Activity: If a line holds the word "resumable", copy it from the entries.

Data section:
______
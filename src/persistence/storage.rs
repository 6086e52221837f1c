//! Snapshot schema and file-backed storage for resumable sessions.
//!
//! The snapshot carries body positions/velocities by name, the signed
//! simulation time, the time rate and the camera state. An empty or missing
//! state file means "no resumable session", not an error.

use std::fs;
use std::io;
use std::path::PathBuf;

use serde::{Deserialize, Serialize};
use thiserror::Error;

#[derive(Debug, Error)]
pub enum StorageError {
    /// Snapshot data that cannot be applied to the catalog (unknown body
    /// name, non-finite numeric field). The recommended policy is to fall
    /// back to catalog defaults and surface a warning, never a crash.
    #[error("corrupt snapshot state: {0}")]
    CorruptState(String),

    #[error("state file I/O failed")]
    Io(#[from] io::Error),

    #[error("state file is not valid JSON")]
    Json(#[from] serde_json::Error),
}

/// Per-body persisted state, matched to catalog bodies by `name`.
#[derive(Serialize, Deserialize, Debug, Clone, PartialEq)]
pub struct BodySnapshot {
    pub name: String,
    pub x: f64,
    pub y: f64,
    pub v_x: f64,
    pub v_y: f64,
}

/// A full session snapshot as stored on disk.
#[derive(Serialize, Deserialize, Debug, Clone, PartialEq)]
pub struct Snapshot {
    pub space_objects: Vec<BodySnapshot>,
    pub time: f64, // simulation seconds since the epoch, signed
    pub dt_per_s: f64, // signed
    pub zoom: f64, // in [0.3, 5.0]
    pub camera_offset: [f64; 2],
}

/// JSON file storage for one snapshot.
#[derive(Debug, Clone)]
pub struct Storage {
    path: PathBuf,
}

impl Storage {
    pub fn new(path: impl Into<PathBuf>) -> Self {
        Self { path: path.into() }
    }

    /// Read the stored snapshot. A missing or empty file yields `None`.
    pub fn load(&self) -> Result<Option<Snapshot>, StorageError> {
        let contents = match fs::read_to_string(&self.path) {
            Ok(s) => s,
            Err(e) if e.kind() == io::ErrorKind::NotFound => return Ok(None),
            Err(e) => return Err(e.into()),
        };
        if contents.trim().is_empty() {
            return Ok(None);
        }
        Ok(Some(serde_json::from_str(&contents)?))
    }

    /// Overwrite the state file with `snapshot`.
    pub fn save(&self, snapshot: &Snapshot) -> Result<(), StorageError> {
        let json = serde_json::to_string(snapshot)?;
        fs::write(&self.path, json)?;
        Ok(())
    }

    /// Discard any persisted session.
    pub fn clear(&self) -> Result<(), StorageError> {
        match fs::write(&self.path, "") {
            Ok(()) => Ok(()),
            Err(e) if e.kind() == io::ErrorKind::NotFound => Ok(()),
            Err(e) => Err(e.into()),
        }
    }
}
______
Problem solution:
//! Snapshot schema and file-backed storage for resumable sessions.
//! state file means "no resumable session", not an error.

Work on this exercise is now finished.